──────── Material provided ────────
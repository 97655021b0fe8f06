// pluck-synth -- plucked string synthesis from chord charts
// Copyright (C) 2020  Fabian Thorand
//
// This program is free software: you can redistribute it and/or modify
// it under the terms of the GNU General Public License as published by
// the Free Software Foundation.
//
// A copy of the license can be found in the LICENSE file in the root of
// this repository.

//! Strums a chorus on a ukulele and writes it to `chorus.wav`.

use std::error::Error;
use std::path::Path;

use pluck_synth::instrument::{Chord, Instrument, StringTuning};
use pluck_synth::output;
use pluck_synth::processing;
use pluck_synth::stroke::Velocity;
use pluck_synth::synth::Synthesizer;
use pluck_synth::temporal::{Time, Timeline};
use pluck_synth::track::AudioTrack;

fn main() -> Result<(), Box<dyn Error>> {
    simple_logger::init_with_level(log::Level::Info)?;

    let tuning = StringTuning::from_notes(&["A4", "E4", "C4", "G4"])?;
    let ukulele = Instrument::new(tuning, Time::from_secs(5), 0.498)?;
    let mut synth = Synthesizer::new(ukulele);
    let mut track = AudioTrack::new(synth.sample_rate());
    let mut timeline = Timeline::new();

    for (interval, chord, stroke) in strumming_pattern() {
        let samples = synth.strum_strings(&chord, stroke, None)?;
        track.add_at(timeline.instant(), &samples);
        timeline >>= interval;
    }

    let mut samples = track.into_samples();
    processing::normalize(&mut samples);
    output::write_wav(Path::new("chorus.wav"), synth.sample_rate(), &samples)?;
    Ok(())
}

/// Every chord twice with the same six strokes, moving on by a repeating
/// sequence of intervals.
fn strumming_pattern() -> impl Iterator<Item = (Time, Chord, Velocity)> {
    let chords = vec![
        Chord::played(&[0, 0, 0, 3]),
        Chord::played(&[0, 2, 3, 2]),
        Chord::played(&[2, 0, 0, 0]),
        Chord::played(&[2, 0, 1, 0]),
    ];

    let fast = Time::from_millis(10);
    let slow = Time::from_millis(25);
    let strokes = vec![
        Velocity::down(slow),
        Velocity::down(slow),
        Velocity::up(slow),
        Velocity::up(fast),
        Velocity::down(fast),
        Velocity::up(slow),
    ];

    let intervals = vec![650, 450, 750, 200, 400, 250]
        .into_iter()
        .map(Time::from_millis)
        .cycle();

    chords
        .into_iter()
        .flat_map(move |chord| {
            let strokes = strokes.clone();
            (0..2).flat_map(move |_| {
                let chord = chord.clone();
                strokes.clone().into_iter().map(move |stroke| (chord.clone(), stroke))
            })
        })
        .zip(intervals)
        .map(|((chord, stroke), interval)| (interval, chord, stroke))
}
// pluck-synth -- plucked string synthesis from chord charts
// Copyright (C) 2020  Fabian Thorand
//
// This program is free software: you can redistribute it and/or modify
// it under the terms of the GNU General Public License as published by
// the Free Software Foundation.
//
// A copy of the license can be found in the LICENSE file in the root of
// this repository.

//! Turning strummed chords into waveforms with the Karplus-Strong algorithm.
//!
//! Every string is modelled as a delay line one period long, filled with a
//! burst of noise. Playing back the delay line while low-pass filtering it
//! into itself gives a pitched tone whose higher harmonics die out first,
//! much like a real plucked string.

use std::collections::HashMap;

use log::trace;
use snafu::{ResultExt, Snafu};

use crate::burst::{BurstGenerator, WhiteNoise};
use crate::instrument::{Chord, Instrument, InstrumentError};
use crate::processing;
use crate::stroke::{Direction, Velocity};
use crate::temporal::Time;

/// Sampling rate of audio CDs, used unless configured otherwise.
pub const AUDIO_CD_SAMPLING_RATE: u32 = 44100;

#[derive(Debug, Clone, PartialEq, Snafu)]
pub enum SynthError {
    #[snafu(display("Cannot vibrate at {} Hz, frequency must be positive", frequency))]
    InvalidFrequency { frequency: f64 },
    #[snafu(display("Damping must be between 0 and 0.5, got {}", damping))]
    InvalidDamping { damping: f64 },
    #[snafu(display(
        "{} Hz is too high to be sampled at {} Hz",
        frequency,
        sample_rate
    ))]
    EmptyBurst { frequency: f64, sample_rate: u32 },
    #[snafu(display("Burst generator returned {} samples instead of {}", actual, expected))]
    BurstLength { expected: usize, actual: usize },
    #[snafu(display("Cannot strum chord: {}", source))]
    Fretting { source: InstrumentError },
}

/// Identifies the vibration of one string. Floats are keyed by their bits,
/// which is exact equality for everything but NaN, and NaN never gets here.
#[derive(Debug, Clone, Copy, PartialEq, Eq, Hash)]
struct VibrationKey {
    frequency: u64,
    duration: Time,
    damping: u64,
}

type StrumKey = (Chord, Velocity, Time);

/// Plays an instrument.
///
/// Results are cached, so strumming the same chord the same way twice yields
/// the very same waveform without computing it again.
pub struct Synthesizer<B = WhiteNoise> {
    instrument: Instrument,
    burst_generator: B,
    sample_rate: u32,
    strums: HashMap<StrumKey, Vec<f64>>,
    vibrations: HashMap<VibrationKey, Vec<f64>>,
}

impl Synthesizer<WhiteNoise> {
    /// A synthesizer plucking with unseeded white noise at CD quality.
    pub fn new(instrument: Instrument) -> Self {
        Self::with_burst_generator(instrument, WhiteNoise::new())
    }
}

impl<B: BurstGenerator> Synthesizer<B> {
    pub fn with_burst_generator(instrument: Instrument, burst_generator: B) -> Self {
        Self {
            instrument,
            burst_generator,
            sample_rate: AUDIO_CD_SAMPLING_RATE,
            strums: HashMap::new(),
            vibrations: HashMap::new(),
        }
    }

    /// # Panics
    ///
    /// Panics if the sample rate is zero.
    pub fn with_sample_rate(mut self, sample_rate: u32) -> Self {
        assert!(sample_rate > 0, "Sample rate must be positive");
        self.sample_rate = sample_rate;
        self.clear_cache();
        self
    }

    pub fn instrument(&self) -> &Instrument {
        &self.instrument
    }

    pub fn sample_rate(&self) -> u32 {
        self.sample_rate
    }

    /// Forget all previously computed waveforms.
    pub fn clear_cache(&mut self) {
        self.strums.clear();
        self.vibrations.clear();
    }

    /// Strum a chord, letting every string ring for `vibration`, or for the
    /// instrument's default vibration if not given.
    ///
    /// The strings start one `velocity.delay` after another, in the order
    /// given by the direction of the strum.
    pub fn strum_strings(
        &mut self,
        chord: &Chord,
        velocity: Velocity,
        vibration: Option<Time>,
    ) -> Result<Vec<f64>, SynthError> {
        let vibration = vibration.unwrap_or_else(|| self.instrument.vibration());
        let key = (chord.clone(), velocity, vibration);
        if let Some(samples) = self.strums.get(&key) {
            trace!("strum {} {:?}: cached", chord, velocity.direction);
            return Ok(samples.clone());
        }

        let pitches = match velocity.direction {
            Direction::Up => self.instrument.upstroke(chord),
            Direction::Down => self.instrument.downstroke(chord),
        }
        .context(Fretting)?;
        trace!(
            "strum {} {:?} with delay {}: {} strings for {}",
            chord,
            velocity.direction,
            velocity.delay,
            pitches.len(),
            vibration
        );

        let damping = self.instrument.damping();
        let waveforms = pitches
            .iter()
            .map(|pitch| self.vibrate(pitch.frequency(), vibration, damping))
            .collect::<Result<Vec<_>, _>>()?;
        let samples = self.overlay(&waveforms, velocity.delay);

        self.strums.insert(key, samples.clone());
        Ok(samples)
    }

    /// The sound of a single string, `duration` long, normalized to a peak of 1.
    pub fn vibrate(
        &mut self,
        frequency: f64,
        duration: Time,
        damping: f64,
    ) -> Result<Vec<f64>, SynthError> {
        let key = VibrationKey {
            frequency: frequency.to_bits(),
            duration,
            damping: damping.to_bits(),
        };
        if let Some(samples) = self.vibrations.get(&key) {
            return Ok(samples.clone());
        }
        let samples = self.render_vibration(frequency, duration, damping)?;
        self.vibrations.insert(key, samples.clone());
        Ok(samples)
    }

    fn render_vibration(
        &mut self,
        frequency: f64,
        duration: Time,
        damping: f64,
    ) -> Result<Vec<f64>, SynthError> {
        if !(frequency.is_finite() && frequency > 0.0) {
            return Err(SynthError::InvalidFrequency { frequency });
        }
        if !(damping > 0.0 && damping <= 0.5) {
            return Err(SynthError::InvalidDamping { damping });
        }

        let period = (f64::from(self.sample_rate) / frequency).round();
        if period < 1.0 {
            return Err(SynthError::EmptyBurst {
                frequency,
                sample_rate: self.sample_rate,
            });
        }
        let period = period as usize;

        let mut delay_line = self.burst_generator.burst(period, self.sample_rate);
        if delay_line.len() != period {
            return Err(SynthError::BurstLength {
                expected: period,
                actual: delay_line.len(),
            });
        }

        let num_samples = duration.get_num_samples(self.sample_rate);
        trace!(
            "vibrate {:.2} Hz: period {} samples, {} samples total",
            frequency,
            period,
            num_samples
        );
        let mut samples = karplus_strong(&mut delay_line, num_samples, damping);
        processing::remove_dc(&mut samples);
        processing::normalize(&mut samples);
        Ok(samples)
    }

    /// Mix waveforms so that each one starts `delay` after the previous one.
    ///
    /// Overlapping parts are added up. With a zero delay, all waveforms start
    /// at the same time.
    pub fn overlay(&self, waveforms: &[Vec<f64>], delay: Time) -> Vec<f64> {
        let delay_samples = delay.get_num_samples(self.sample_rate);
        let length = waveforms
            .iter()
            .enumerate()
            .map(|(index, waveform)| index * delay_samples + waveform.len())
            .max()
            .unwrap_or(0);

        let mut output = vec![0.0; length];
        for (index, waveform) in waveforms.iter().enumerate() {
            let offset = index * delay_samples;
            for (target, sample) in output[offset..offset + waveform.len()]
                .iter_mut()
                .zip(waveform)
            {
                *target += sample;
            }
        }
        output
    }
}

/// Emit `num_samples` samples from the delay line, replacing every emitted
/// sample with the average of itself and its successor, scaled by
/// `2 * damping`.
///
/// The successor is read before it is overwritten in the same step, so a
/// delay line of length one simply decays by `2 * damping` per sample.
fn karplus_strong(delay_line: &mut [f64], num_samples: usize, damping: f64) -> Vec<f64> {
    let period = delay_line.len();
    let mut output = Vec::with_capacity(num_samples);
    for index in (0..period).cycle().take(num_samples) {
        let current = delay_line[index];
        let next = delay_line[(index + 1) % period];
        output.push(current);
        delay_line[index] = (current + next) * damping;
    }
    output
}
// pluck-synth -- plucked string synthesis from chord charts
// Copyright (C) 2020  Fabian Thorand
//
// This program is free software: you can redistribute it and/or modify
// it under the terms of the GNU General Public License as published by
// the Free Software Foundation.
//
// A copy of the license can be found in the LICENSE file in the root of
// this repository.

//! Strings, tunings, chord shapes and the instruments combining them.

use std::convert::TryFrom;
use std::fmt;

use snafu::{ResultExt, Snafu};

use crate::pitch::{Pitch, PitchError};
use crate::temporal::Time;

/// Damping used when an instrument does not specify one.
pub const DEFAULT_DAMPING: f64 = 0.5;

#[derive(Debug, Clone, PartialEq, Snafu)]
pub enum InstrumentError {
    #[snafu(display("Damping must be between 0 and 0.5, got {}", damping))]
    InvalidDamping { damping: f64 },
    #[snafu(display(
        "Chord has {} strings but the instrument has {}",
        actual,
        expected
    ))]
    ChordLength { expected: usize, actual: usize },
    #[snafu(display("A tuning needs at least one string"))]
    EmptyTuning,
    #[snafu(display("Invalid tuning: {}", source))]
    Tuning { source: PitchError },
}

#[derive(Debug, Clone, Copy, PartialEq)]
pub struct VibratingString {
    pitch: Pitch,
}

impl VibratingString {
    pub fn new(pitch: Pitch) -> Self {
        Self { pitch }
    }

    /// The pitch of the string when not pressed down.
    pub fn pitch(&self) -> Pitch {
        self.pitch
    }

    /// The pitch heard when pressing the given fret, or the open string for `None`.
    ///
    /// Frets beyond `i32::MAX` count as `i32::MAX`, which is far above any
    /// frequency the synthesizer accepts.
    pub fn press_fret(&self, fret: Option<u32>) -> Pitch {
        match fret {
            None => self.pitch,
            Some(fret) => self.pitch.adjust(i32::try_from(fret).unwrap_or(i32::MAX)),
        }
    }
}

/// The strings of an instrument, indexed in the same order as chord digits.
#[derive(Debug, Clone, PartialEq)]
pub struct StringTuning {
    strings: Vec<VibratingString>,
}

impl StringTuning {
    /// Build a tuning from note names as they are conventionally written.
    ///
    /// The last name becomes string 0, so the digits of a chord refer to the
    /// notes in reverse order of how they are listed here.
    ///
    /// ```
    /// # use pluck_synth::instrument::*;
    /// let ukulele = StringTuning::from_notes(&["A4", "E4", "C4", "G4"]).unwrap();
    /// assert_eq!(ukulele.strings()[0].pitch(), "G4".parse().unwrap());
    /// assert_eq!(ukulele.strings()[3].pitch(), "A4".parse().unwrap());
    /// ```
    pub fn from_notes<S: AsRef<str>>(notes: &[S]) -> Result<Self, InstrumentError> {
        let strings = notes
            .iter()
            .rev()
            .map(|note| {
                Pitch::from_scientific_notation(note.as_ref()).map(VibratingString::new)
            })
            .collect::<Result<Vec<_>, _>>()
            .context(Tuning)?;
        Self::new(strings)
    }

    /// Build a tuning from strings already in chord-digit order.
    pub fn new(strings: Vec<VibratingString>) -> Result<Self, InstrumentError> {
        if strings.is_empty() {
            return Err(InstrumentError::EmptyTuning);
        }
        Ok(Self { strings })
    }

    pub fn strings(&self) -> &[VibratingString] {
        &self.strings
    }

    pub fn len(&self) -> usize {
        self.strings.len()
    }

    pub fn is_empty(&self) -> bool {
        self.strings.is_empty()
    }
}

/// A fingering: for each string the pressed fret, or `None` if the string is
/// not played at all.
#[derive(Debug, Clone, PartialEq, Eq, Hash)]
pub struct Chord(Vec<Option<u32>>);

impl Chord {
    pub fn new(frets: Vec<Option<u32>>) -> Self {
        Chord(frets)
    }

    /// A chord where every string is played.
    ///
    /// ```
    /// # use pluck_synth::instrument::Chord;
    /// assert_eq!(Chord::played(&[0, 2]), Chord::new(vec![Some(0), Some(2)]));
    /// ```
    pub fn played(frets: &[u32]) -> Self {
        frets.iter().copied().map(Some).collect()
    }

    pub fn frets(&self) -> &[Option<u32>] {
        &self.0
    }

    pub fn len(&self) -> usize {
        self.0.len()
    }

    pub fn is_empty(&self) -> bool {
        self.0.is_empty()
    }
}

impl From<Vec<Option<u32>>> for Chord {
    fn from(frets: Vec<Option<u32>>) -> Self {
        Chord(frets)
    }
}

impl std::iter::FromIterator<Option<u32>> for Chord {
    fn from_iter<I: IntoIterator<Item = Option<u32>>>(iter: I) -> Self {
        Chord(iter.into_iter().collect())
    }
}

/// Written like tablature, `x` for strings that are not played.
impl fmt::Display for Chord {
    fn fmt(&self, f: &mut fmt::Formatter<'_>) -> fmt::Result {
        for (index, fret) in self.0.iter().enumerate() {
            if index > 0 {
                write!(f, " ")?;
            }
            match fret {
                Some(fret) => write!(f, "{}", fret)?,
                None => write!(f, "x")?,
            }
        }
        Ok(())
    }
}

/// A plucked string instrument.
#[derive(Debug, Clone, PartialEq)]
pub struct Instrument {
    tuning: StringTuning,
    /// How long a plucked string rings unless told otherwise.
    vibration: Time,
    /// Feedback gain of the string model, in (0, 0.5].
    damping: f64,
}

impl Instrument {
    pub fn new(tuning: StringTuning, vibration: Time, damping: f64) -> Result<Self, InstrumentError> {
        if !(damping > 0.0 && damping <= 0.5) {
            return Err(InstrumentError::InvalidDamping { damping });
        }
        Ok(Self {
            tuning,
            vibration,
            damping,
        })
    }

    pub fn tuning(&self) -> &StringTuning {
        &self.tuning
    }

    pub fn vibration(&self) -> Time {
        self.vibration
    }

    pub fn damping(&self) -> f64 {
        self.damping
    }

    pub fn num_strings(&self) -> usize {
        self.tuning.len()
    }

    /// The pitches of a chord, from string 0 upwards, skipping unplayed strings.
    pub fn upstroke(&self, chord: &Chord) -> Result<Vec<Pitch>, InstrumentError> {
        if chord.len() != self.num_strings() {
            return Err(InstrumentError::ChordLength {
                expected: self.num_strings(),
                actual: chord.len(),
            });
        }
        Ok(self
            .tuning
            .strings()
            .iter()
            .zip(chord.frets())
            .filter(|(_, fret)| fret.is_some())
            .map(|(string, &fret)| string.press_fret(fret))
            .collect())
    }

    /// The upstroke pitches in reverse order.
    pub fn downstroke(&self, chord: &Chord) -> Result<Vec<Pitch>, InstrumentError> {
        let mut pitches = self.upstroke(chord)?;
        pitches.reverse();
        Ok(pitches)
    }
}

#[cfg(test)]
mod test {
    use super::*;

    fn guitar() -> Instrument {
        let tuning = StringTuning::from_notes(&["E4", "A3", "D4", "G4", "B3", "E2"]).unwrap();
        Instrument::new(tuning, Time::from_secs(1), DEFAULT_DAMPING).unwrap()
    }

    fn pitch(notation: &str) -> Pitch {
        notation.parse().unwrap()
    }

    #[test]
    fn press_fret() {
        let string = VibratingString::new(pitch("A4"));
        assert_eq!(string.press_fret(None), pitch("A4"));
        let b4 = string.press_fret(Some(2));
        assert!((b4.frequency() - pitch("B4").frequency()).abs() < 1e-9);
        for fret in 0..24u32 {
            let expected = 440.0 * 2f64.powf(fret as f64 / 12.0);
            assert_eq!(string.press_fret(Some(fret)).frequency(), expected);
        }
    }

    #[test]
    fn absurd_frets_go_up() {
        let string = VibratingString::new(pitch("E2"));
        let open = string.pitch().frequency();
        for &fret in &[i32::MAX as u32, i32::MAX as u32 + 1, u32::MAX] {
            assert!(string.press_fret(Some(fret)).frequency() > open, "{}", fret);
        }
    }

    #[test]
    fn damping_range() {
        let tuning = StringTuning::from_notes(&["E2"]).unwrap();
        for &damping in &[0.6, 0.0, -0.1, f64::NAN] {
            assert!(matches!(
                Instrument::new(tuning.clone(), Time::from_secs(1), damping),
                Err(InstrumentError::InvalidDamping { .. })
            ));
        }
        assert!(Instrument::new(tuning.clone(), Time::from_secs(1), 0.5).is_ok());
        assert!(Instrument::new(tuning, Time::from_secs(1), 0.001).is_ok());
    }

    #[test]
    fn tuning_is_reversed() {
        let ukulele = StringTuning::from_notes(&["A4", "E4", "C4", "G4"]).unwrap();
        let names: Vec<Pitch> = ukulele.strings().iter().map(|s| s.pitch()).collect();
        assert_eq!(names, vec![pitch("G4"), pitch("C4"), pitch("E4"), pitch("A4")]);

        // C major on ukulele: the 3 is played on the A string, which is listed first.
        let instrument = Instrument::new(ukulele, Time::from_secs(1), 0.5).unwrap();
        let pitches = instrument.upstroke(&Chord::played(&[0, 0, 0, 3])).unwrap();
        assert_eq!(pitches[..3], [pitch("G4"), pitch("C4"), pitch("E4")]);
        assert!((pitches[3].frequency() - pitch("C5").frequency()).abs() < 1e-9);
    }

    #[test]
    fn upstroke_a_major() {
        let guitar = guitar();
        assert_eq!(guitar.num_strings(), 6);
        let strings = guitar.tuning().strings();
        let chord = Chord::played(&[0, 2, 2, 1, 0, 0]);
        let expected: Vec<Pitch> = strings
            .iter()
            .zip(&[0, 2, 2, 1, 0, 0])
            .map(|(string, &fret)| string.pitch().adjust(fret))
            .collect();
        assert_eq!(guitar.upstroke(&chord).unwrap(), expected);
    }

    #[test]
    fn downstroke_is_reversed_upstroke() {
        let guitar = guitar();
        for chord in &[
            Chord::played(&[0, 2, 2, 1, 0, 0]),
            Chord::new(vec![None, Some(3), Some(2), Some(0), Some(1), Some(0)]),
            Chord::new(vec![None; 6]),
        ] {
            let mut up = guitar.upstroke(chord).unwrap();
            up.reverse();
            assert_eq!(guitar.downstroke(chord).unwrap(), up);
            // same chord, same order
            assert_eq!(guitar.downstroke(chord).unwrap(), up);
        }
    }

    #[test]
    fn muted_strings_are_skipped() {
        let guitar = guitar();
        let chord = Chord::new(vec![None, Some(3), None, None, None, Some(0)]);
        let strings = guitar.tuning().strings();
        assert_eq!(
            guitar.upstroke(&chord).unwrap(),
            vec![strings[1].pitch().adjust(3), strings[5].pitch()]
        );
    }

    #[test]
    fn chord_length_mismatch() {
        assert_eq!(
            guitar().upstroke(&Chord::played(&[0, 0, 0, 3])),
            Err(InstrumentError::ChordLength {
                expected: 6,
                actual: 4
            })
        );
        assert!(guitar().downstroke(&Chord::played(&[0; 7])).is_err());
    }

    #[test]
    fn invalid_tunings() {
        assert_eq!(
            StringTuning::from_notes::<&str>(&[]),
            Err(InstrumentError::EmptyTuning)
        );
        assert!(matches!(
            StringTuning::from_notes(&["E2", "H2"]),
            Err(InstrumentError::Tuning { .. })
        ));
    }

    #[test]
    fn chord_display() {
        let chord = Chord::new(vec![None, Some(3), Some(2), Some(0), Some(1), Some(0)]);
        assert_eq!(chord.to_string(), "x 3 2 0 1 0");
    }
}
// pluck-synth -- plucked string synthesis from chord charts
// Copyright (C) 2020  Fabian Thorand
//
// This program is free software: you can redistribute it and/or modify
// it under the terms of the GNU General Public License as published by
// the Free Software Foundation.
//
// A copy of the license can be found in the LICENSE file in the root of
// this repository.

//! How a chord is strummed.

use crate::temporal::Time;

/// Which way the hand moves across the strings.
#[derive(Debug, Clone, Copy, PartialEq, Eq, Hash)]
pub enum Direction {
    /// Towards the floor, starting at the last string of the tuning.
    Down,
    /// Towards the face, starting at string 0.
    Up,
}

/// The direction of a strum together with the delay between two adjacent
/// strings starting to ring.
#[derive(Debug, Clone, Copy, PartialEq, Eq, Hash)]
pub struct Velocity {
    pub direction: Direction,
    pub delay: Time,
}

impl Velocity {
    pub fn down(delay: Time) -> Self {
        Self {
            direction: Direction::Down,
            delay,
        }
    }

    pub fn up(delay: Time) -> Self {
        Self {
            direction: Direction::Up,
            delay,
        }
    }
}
────────
§ **What is required**
Could you restate word for word the lines above, from the one that contains "if let Some(samples) = self.vibrations.get(&key)" through the one that contains "let period = period as usize;", and no others?

§ **Result below**
        if let Some(samples) = self.vibrations.get(&key) {
            return Ok(samples.clone());
        }
        let samples = self.render_vibration(frequency, duration, damping)?;
        self.vibrations.insert(key, samples.clone());
        Ok(samples)
    }

    fn render_vibration(
        &mut self,
        frequency: f64,
        duration: Time,
        damping: f64,
    ) -> Result<Vec<f64>, SynthError> {
        if !(frequency.is_finite() && frequency > 0.0) {
            return Err(SynthError::InvalidFrequency { frequency });
        }
        if !(damping > 0.0 && damping <= 0.5) {
            return Err(SynthError::InvalidDamping { damping });
        }

        let period = (f64::from(self.sample_rate) / frequency).round();
        if period < 1.0 {
            return Err(SynthError::EmptyBurst {
                frequency,
                sample_rate: self.sample_rate,
            });
        }
        let period = period as usize;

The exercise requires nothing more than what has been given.